Karena menunggu cukup lama akhirnya kami coba untuk memesan Grab. Setelah tahu tujuan kami ke Tasik sopirnya minta 800 ribu. Kami tawar 600 ribu sopirnya tidak mau. Akhirnya ya no deal. Kami menunggu bis saja yang entah jam berapa akan datang dan entah dapat kursi atau tidak.
Seorang calon penumpang lain menginformasikan pada kami bahwa kami lebih baik menunggu di Cileunyi drpd di Padalarang. Di Cileunyi lebih banyak bis yang menuju Tasik dan bis-bisnya juga lebih bagus. Bis DOI itu macam bis klas ekonomi dan kami pasti akan berebut dengan penumpang lain yang juga sama-sama menunggu. Haah…! Bisa-bisa kami berdiri di bis ke Tasik selama berjam-jam. 🙄
Akhirnya kami putuskan untuk naik bis ke Cileunyi. Itu pun kami berdiri berdesakan dengan penumpang lain. Maklum ini malam Minggu dan orang-orang pada sibuk bepergian. Di Cileunyi kami berhenti di terminal bayangan juga bersama puluhan penumpang lain. Tapi, betul juga, ternyata tak lama kemudian bis Budiman ke Tasik segera tiba dan kami pun naik. Ini bis eksekutif dan kami dapat tempat duduk yang nyaman. Waktu itu jam sudah menunjukkan jam 18:00 sedangkan perjalanan akan memakan waktu sekitar 3 jam.
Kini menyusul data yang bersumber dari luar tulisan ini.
//! Time-delta expressions between two timestamps.
//!
//! Emitted as the vendor `TIMESTAMPDIFF` function. Each operand is either a
//! raw expression reference (a column, a parameter placeholder) or a
//! structured timestamp, which renders as a quoted `Y-m-d H:i:s` literal.
//!
//! Directionality matters: `*_from_a_to_b` computes forward elapsed time
//! from A to B, while `*_a_minus_b` computes the reverse — the same
//! primitive with its arguments swapped.
//!
//! ```rust
//! use dqlkit::time::{seconds_from_a_to_b, seconds_a_minus_b};
//!
//! let fwd = seconds_from_a_to_b("e.started_at", "e.finished_at");
//! assert_eq!(
//!     fwd.to_string(),
//!     "TIMESTAMPDIFF(SECOND, e.started_at, e.finished_at)"
//! );
//!
//! let rev = seconds_a_minus_b("e.started_at", "e.finished_at");
//! assert_eq!(
//!     rev.to_string(),
//!     "TIMESTAMPDIFF(SECOND, e.finished_at, e.started_at)"
//! );
//! ```

use std::fmt;
use std::str::FromStr;

use chrono::{DateTime, NaiveDateTime, Utc};

use crate::error::DqlError;
use crate::expr::Expr;
use crate::value::ParamValue;

/// Unit of a time difference.
#[derive(Debug, Clone, Copy, PartialEq, Eq, Hash)]
pub enum DiffUnit {
    Second,
    Minute,
    Hour,
    Day,
    Week,
    Month,
    Quarter,
    Year,
}

impl DiffUnit {
    /// Get the DQL keyword for this unit.
    pub fn as_dql(&self) -> &'static str {
        match self {
            Self::Second => "SECOND",
            Self::Minute => "MINUTE",
            Self::Hour => "HOUR",
            Self::Day => "DAY",
            Self::Week => "WEEK",
            Self::Month => "MONTH",
            Self::Quarter => "QUARTER",
            Self::Year => "YEAR",
        }
    }
}

impl fmt::Display for DiffUnit {
    fn fmt(&self, f: &mut fmt::Formatter<'_>) -> fmt::Result {
        f.write_str(self.as_dql())
    }
}

impl FromStr for DiffUnit {
    type Err = DqlError;

    fn from_str(s: &str) -> Result<Self, Self::Err> {
        match s.to_uppercase().as_str() {
            "SECOND" => Ok(Self::Second),
            "MINUTE" => Ok(Self::Minute),
            "HOUR" => Ok(Self::Hour),
            "DAY" => Ok(Self::Day),
            "WEEK" => Ok(Self::Week),
            "MONTH" => Ok(Self::Month),
            "QUARTER" => Ok(Self::Quarter),
            "YEAR" => Ok(Self::Year),
            other => Err(DqlError::UnknownDiffUnit(other.to_string())),
        }
    }
}

/// A timestamp operand: a raw expression reference or a literal moment.
#[derive(Debug, Clone, PartialEq)]
pub enum TimeRef {
    /// Raw expression text, passed through verbatim.
    Expr(String),
    /// Literal timestamp, rendered quoted in `Y-m-d H:i:s` form.
    At(NaiveDateTime),
}

impl TimeRef {
    fn into_expr(self) -> Expr {
        match self {
            Self::Expr(s) => Expr::Raw(s),
            Self::At(t) => Expr::Literal(ParamValue::DateTime(t)),
        }
    }
}

impl From<&str> for TimeRef {
    fn from(s: &str) -> Self {
        Self::Expr(s.to_string())
    }
}

impl From<String> for TimeRef {
    fn from(s: String) -> Self {
        Self::Expr(s)
    }
}

impl From<NaiveDateTime> for TimeRef {
    fn from(t: NaiveDateTime) -> Self {
        Self::At(t)
    }
}

impl From<DateTime<Utc>> for TimeRef {
    fn from(t: DateTime<Utc>) -> Self {
        Self::At(t.naive_utc())
    }
}

impl From<Expr> for TimeRef {
    fn from(e: Expr) -> Self {
        Self::Expr(e.to_string())
    }
}

/// Elapsed `unit`s from moment `a` to moment `b`.
pub fn from_a_to_b(unit: DiffUnit, a: impl Into<TimeRef>, b: impl Into<TimeRef>) -> Expr {
    Expr::func(
        "TIMESTAMPDIFF",
        [
            Expr::raw(unit.as_dql()),
            a.into().into_expr(),
            b.into().into_expr(),
        ],
    )
}

/// Moment `a` minus moment `b`, in `unit`s — [`from_a_to_b`] with the
/// arguments swapped.
pub fn a_minus_b(unit: DiffUnit, a: impl Into<TimeRef>, b: impl Into<TimeRef>) -> Expr {
    from_a_to_b(unit, b, a)
}

macro_rules! diff_helpers {
    ($(($unit:ident, $fwd:ident, $rev:ident)),+ $(,)?) => {
        $(
            /// Forward elapsed time from `a` to `b`, in this unit.
            pub fn $fwd(a: impl Into<TimeRef>, b: impl Into<TimeRef>) -> Expr {
                from_a_to_b(DiffUnit::$unit, a, b)
            }

            /// `a` minus `b`, in this unit.
            pub fn $rev(a: impl Into<TimeRef>, b: impl Into<TimeRef>) -> Expr {
                a_minus_b(DiffUnit::$unit, a, b)
            }
        )+
    };
}

diff_helpers!(
    (Second, seconds_from_a_to_b, seconds_a_minus_b),
    (Minute, minutes_from_a_to_b, minutes_a_minus_b),
    (Hour, hours_from_a_to_b, hours_a_minus_b),
    (Day, days_from_a_to_b, days_a_minus_b),
    (Week, weeks_from_a_to_b, weeks_a_minus_b),
    (Month, months_from_a_to_b, months_a_minus_b),
    (Quarter, quarters_from_a_to_b, quarters_a_minus_b),
    (Year, years_from_a_to_b, years_a_minus_b),
);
Bis ngebut dan sekitar jam 21:00 kami telah sampai di Tasik. Tapi kami diturunkan di pertigaan arah menuju ke kota karena bis akan menuju ke terminal yang letaknya jauh dari tengah kota.
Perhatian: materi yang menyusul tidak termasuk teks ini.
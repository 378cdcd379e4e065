//! Result-window pagination.
//!
//! ```rust
//! use dqlkit::{paginate, DqlBuilder};
//!
//! let mut qb = DqlBuilder::new();
//! paginate(&mut qb, 25, 50);
//! assert_eq!(qb.first_result(), Some(50));
//! assert_eq!(qb.max_results(), Some(25));
//!
//! // A non-positive limit leaves the window unbounded.
//! let mut qb = DqlBuilder::new();
//! paginate(&mut qb, 0, 50);
//! assert_eq!(qb.max_results(), None);
//! ```

use crate::builder::QueryBuilder;

/// Pagination window for a query.
#[derive(Debug, Clone, Copy, Default, PartialEq, Eq)]
pub struct Pagination {
    /// Number of records to skip.
    pub skip: Option<u64>,
    /// Maximum number of records to take.
    pub take: Option<u64>,
}

impl Pagination {
    /// Create a pagination with no limits.
    pub fn new() -> Self {
        Self::default()
    }

    /// Set the number of records to skip.
    pub fn skip(mut self, skip: u64) -> Self {
        self.skip = Some(skip);
        self
    }

    /// Set the maximum number of records to take.
    pub fn take(mut self, take: u64) -> Self {
        self.take = Some(take);
        self
    }

    /// Window for the first `n` records.
    pub fn first(n: u64) -> Self {
        Self::new().take(n)
    }

    /// Window for a page (1-indexed).
    pub fn page(page: u64, page_size: u64) -> Self {
        let skip = page.saturating_sub(1) * page_size;
        Self::new().skip(skip).take(page_size)
    }

    /// Check if any window is specified.
    pub fn is_empty(&self) -> bool {
        self.skip.is_none() && self.take.is_none()
    }

    /// Apply this window to a builder.
    pub fn apply(&self, qb: &mut impl QueryBuilder) {
        if let Some(skip) = self.skip {
            qb.set_first_result(skip);
        }
        if let Some(take) = self.take {
            qb.set_max_results(take);
        }
    }
}

/// Apply `(offset, limit)` to the builder when `limit` is positive.
///
/// A non-positive limit is a no-op: the result set stays unbounded. A
/// negative offset is clamped to zero.
pub fn paginate(qb: &mut impl QueryBuilder, limit: i64, offset: i64) {
    if limit > 0 {
        Pagination::new()
            .skip(offset.max(0) as u64)
            .take(limit as u64)
            .apply(qb);
    }
}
Begitu turun kami langsung dikerubuti oleh para kernet angkot yang ngetem di situ. Kami menolak dan memesan Grab.
Begitu tahu lokasi kami sopir Grab meminta kami menjauh dari lokasi itu karena sopir online tidak boleh mengambil penumpang di situ katanya. Kami segera menyeberang jalan dan menunggu sopir Grab di depan toko. Tapi para preman angkot tetap membuntuti kami. Begitu sopir Grab tiba ternyata ia langsung dikerubuti preman angkot dan dilarang mengangkut kami. Si sopir ketakutan dan kami tidak jadi diangkutnya.
Melalui telepon kami diminta untuk menjauh dari tempat tersebut agar bisa diangkut olehnya. Kami pun menarik koper kami menjauh dari lokasi tersebut ke pos perumahan cluster di dekat situ. Tapi kami tetap dibuntuti oleh dua preman karena mereka tahu bahwa kami pasti akan pesan Grab lagi. Sungguh menjengkelkan!
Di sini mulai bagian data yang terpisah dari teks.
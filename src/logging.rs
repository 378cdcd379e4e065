//! Logging infrastructure.
//!
//! Structured logging controlled by environment variables:
//!
//! - `DQLKIT_DEBUG=true|1|yes` - enable debug logging
//! - `DQLKIT_LOG_LEVEL=trace|debug|info|warn|error` - set a specific level
//! - `DQLKIT_LOG_FORMAT=json|pretty|compact` - output format (default: json)
//!
//! Internally the crate emits standard `tracing` events at the binding
//! seams; [`init`] installs a subscriber for them when the
//! `tracing-subscriber` feature is enabled. Applications with their own
//! subscriber can skip [`init`] entirely.

use std::env;
use std::sync::Once;

static INIT: Once = Once::new();

/// Check if debug logging is enabled via `DQLKIT_DEBUG`.
#[inline]
pub fn is_debug_enabled() -> bool {
    env::var("DQLKIT_DEBUG")
        .map(|v| matches!(v.to_lowercase().as_str(), "true" | "1" | "yes"))
        .unwrap_or(false)
}

/// Get the configured log level from `DQLKIT_LOG_LEVEL`.
///
/// Defaults to "debug" if `DQLKIT_DEBUG` is enabled, otherwise "warn".
pub fn get_log_level() -> &'static str {
    if let Ok(level) = env::var("DQLKIT_LOG_LEVEL") {
        match level.to_lowercase().as_str() {
            "trace" => "trace",
            "debug" => "debug",
            "info" => "info",
            "warn" => "warn",
            "error" => "error",
            _ => {
                if is_debug_enabled() {
                    "debug"
                } else {
                    "warn"
                }
            }
        }
    } else if is_debug_enabled() {
        "debug"
    } else {
        "warn"
    }
}

/// Get the configured log format from `DQLKIT_LOG_FORMAT`.
pub fn get_log_format() -> &'static str {
    env::var("DQLKIT_LOG_FORMAT")
        .map(|f| match f.to_lowercase().as_str() {
            "pretty" => "pretty",
            "compact" => "compact",
            _ => "json",
        })
        .unwrap_or("json")
}

/// Initialize the logging system.
///
/// Call once at application startup; subsequent calls are no-ops. Does
/// nothing unless `DQLKIT_DEBUG` or `DQLKIT_LOG_LEVEL` is set.
pub fn init() {
    INIT.call_once(|| {
        if !is_debug_enabled() && env::var("DQLKIT_LOG_LEVEL").is_err() {
            return;
        }

        #[cfg(feature = "tracing-subscriber")]
        {
            use tracing_subscriber::{EnvFilter, fmt, prelude::*};

            let level = get_log_level();
            let filter = EnvFilter::try_new(format!("dqlkit={level}"))
                .unwrap_or_else(|_| EnvFilter::new("warn"));

            match get_log_format() {
                "json" => {
                    tracing_subscriber::registry()
                        .with(filter)
                        .with(fmt::layer().json())
                        .init();
                }
                "compact" => {
                    tracing_subscriber::registry()
                        .with(filter)
                        .with(fmt::layer().compact())
                        .init();
                }
                _ => {
                    tracing_subscriber::registry()
                        .with(filter)
                        .with(fmt::layer().pretty())
                        .init();
                }
            }

            tracing::info!(level = level, format = get_log_format(), "dqlkit logging initialized");
        }

        #[cfg(not(feature = "tracing-subscriber"))]
        {
            // No subscriber available; events stay silent unless the
            // application installs its own.
        }
    });
}

#[cfg(test)]
mod tests {
    use super::*;

    #[test]
    fn test_debug_disabled_by_default() {
        // SAFETY: test runs in isolation
        unsafe {
            env::remove_var("DQLKIT_DEBUG");
        }
        assert!(!is_debug_enabled());
    }

    #[test]
    fn test_log_level_default() {
        // SAFETY: test runs in isolation
        unsafe {
            env::remove_var("DQLKIT_DEBUG");
            env::remove_var("DQLKIT_LOG_LEVEL");
        }
        assert_eq!(get_log_level(), "warn");
    }
}
//! Containment and similarity predicates over PostgreSQL DQL extensions.
//!
//! These wrap a named extension function (registered with the ORM
//! separately) in fixed-form boolean-comparison text: DQL has no bare
//! boolean expressions, so `CONTAINS(l, r)` becomes usable as a predicate
//! only as `CONTAINS(l, r) = TRUE`. Operands are inlined verbatim; no
//! parameters are registered.
//!
//! ```rust
//! use dqlkit::postgres::{contains, ilike};
//!
//! assert_eq!(
//!     contains("u.tags", ":tags").to_string(),
//!     "CONTAINS(u.tags, :tags) = TRUE"
//! );
//! assert_eq!(
//!     ilike("u.name", ":pattern").to_string(),
//!     "ILIKE(u.name, :pattern) = TRUE"
//! );
//! ```

use crate::expr::{CompareOp, Expr};
use crate::value::ParamValue;

fn extension_predicate(
    name: &str,
    left: impl Into<Expr>,
    right: impl Into<Expr>,
    truth: bool,
) -> Expr {
    Expr::comparison(
        Expr::func(name, [left.into(), right.into()]),
        CompareOp::Eq,
        Expr::Literal(ParamValue::Bool(truth)),
    )
}

/// `CONTAINS(left, right) = TRUE`.
pub fn contains(left: impl Into<Expr>, right: impl Into<Expr>) -> Expr {
    extension_predicate("CONTAINS", left, right, true)
}

/// `CONTAINS(left, right) = FALSE`.
pub fn not_contains(left: impl Into<Expr>, right: impl Into<Expr>) -> Expr {
    extension_predicate("CONTAINS", left, right, false)
}

/// `IS_CONTAINED_BY(left, right) = TRUE`.
pub fn is_contained_by(left: impl Into<Expr>, right: impl Into<Expr>) -> Expr {
    extension_predicate("IS_CONTAINED_BY", left, right, true)
}

/// `IS_CONTAINED_BY(left, right) = FALSE`.
pub fn is_not_contained_by(left: impl Into<Expr>, right: impl Into<Expr>) -> Expr {
    extension_predicate("IS_CONTAINED_BY", left, right, false)
}

/// `ILIKE(left, right) = TRUE` — case-insensitive pattern match with both
/// operands inlined.
pub fn ilike(left: impl Into<Expr>, right: impl Into<Expr>) -> Expr {
    extension_predicate("ILIKE", left, right, true)
}

/// `ILIKE(left, right) = FALSE`.
pub fn not_ilike(left: impl Into<Expr>, right: impl Into<Expr>) -> Expr {
    extension_predicate("ILIKE", left, right, false)
}
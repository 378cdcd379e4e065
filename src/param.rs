//! Parameter registration types and collision-resistant name generation.
//!
//! A parameter is a `(name, value, optional type)` triple registered
//! against a builder. Names are generated from a monotonically increasing
//! counter combined with a process-local unique token and an optional
//! human-readable slug derived from the target variable name; the slug is
//! for debuggability only.

use std::fmt;
use std::str::FromStr;
use std::sync::LazyLock;
use std::sync::atomic::{AtomicU64, Ordering};

use serde::{Deserialize, Serialize};

use crate::error::DqlError;
use crate::value::ParamValue;

/// Binding type tag for a parameter, when the driver needs one.
#[derive(Debug, Clone, Copy, PartialEq, Eq, Hash, Serialize, Deserialize)]
pub enum ParamType {
    /// Boolean binding.
    Boolean,
    /// Integer binding.
    Integer,
    /// Float binding.
    Float,
    /// String binding.
    String,
    /// Date/time binding.
    DateTime,
    /// JSON binding.
    Json,
}

impl ParamType {
    /// Get the canonical name of this binding type.
    pub fn as_str(&self) -> &'static str {
        match self {
            Self::Boolean => "boolean",
            Self::Integer => "integer",
            Self::Float => "float",
            Self::String => "string",
            Self::DateTime => "datetime",
            Self::Json => "json",
        }
    }
}

impl fmt::Display for ParamType {
    fn fmt(&self, f: &mut fmt::Formatter<'_>) -> fmt::Result {
        f.write_str(self.as_str())
    }
}

impl FromStr for ParamType {
    type Err = DqlError;

    fn from_str(s: &str) -> Result<Self, Self::Err> {
        match s.to_lowercase().as_str() {
            "boolean" | "bool" => Ok(Self::Boolean),
            "integer" | "int" => Ok(Self::Integer),
            "float" | "double" => Ok(Self::Float),
            "string" | "text" => Ok(Self::String),
            "datetime" => Ok(Self::DateTime),
            "json" => Ok(Self::Json),
            other => Err(DqlError::UnknownParamType(other.to_string())),
        }
    }
}

/// A named parameter registered against a builder.
#[derive(Debug, Clone, PartialEq, Serialize, Deserialize)]
pub struct Parameter {
    /// Placeholder name, referenced in expressions as `:name`.
    pub name: String,
    /// The bound value.
    pub value: ParamValue,
    /// Optional binding type tag.
    pub ty: Option<ParamType>,
}

impl Parameter {
    /// Create an untyped parameter.
    pub fn new(name: impl Into<String>, value: impl Into<ParamValue>) -> Self {
        Self {
            name: name.into(),
            value: value.into(),
            ty: None,
        }
    }

    /// Attach a binding type.
    pub fn with_type(mut self, ty: ParamType) -> Self {
        self.ty = Some(ty);
        self
    }
}

/// A value on its way into a parameter, with an optional binding type.
///
/// Every binding helper accepts `impl Into<BindValue>`, so plain Rust
/// values convert with no type tag and [`typed`] attaches one:
///
/// ```rust
/// use dqlkit::{typed, BindValue, ParamType, ParamValue};
///
/// let plain: BindValue = 42.into();
/// assert_eq!(plain.ty, None);
///
/// let tagged = typed("2021-01-01 00:00:00", ParamType::DateTime);
/// assert_eq!(tagged.ty, Some(ParamType::DateTime));
/// assert!(matches!(tagged.value, ParamValue::String(_)));
/// ```
#[derive(Debug, Clone, PartialEq)]
pub struct BindValue {
    /// The value to bind.
    pub value: ParamValue,
    /// Optional binding type tag.
    pub ty: Option<ParamType>,
}

impl BindValue {
    /// Create a typed bind value.
    pub fn typed(value: impl Into<ParamValue>, ty: ParamType) -> Self {
        Self {
            value: value.into(),
            ty: Some(ty),
        }
    }

    /// Turn this bind value into a named [`Parameter`].
    pub fn into_parameter(self, name: impl Into<String>) -> Parameter {
        Parameter {
            name: name.into(),
            value: self.value,
            ty: self.ty,
        }
    }
}

/// Attach a binding type to a value. Shorthand for [`BindValue::typed`].
pub fn typed(value: impl Into<ParamValue>, ty: ParamType) -> BindValue {
    BindValue::typed(value, ty)
}

macro_rules! bind_value_from {
    ($($ty:ty),+ $(,)?) => {
        $(
            impl From<$ty> for BindValue {
                fn from(v: $ty) -> Self {
                    Self { value: v.into(), ty: None }
                }
            }
        )+
    };
}

bind_value_from!(
    bool,
    i32,
    i64,
    f64,
    &str,
    String,
    chrono::NaiveDateTime,
    chrono::DateTime<chrono::Utc>,
    serde_json::Value,
    ParamValue,
);

impl<T: Into<ParamValue>> From<Vec<T>> for BindValue {
    fn from(v: Vec<T>) -> Self {
        Self {
            value: v.into(),
            ty: None,
        }
    }
}

impl<T: Into<ParamValue>> From<Option<T>> for BindValue {
    fn from(v: Option<T>) -> Self {
        Self {
            value: v.into(),
            ty: None,
        }
    }
}

/// Collision-resistant parameter-name sequence.
///
/// Each instance is its own sequence: an atomic counter plus a unique token
/// minted at construction, so names never collide across instances or
/// across concurrent calls within one instance. A generated name has the
/// form `var[_slug]_<token><n>`, where the slug comes from the hinted
/// variable name (dots become underscores, other non-word characters are
/// dropped).
///
/// ```rust
/// use dqlkit::ParamNames;
///
/// let names = ParamNames::new();
/// let a = names.next("u.id");
/// let b = names.next("u.id");
/// assert!(a.starts_with("var_u_id_"));
/// assert_ne!(a, b);
/// ```
#[derive(Debug)]
pub struct ParamNames {
    token: String,
    counter: AtomicU64,
}

static GLOBAL_NAMES: LazyLock<ParamNames> = LazyLock::new(ParamNames::new);

impl ParamNames {
    /// Create a fresh sequence with its own unique token.
    pub fn new() -> Self {
        let mut token = uuid::Uuid::new_v4().simple().to_string();
        token.truncate(12);
        Self {
            token,
            counter: AtomicU64::new(0),
        }
    }

    /// The process-wide sequence, for callers without a scoped one.
    pub fn global() -> &'static ParamNames {
        &GLOBAL_NAMES
    }

    /// Generate the next name, optionally slugged from a variable name.
    pub fn next(&self, hint: &str) -> String {
        let n = self.counter.fetch_add(1, Ordering::Relaxed) + 1;
        let slug = slugify(hint);
        if slug.is_empty() {
            format!("var_{}{}", self.token, n)
        } else {
            format!("var_{}_{}{}", slug, self.token, n)
        }
    }

    /// How many names this sequence has handed out.
    pub fn generated(&self) -> u64 {
        self.counter.load(Ordering::Relaxed)
    }
}

impl Default for ParamNames {
    fn default() -> Self {
        Self::new()
    }
}

/// Reduce a variable name to a placeholder-safe slug.
fn slugify(hint: &str) -> String {
    hint.replace('.', "_")
        .chars()
        .filter(|c| c.is_ascii_alphanumeric() || *c == '_')
        .collect()
}
//! Error types for the helper layer.
//!
//! The binding helpers themselves are infallible by design: malformed input
//! is coerced (values cast, empty entries dropped) rather than rejected.
//! The error type covers the remaining fallible surfaces, which are all
//! name-to-enum parses.

use thiserror::Error;

/// Result type for fallible dqlkit operations.
pub type DqlResult<T> = Result<T, DqlError>;

/// Errors produced by the helper layer.
#[derive(Debug, Clone, PartialEq, Eq, Error)]
pub enum DqlError {
    /// A time-diff unit name did not match any known unit.
    #[error("unknown time-diff unit: {0}")]
    UnknownDiffUnit(String),

    /// A parameter type name did not match any known binding type.
    #[error("unknown parameter type: {0}")]
    UnknownParamType(String),
}

#[cfg(test)]
mod tests {
    use super::*;

    #[test]
    fn test_error_display() {
        let err = DqlError::UnknownDiffUnit("fortnight".into());
        assert_eq!(err.to_string(), "unknown time-diff unit: fortnight");

        let err = DqlError::UnknownParamType("money".into());
        assert_eq!(err.to_string(), "unknown parameter type: money");
    }
}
Kami lalu pesan taksi resmi via hotel Grand Metro di mana kami akan menginap. Tapi mereka sedang sibuk semua dan kami diminta menunggu. Sementara itu dua orang preman tersebut masih terus membuntuti kami. Saya akhirnya jengkel dan mendatangi mereka. Saya tanya mengapa mereka menghalangi saya naik taksi online. Mereka menjawab bahwa daerah itu adalah daerah operasi angkot dan larangan bagi taksi online. Tentu saja mereka sudah keterlaluan. Saya lalu mengancam untuk melaporkan mereka ke polisi. Mereka segera berlalu. Tapi saya tidak yakin mereka akan membiarkan kami naik taksi online nantinya. Siapa tahu mereka pergi justru untuk memanggil teman-temannya. Saya lalu menghubungi polsek Tasik. Saya ceritakan tentang kelakuan preman-preman tersebut dan meminta polisi untuk menjemput dan mengantarkan kami ke hotel. Sekitar 10 menit kemudian polisi datang dengan mobil patroli. Tapi preman-preman tersebut telah pergi. Kami lalu mau naik mobil patroli polisi tersebut. Kami minta diantar ke hotel. Begitu koper kami sudah kami masukkan ke bagasi mobil patroli dan mau naik ternyata taksi yang kami pesan datang. Akhirnya kami batalkan naik mobil patroli dan kami naik taksi ke hotel Grand Metro di kota. Berakhir sudah drama pencegatan preman Tasik. 😄
Begitu masuk kamar kami langsung lega.
Perjalanan kami yang melelahkan dan menjengkelkan selama seharian itu terbayar dengan kamar hotel yang kami dapatkan di Grand Metro. It’s more than we expected. Dengan harga tak sampai 400 ribu kamar yang kami peroleh di Grand Metro yang memang baru buka tersebut sungguh murah. Terbayar rasanya kelelahan dan kejengkelan yang kami rasakan sebelumnya.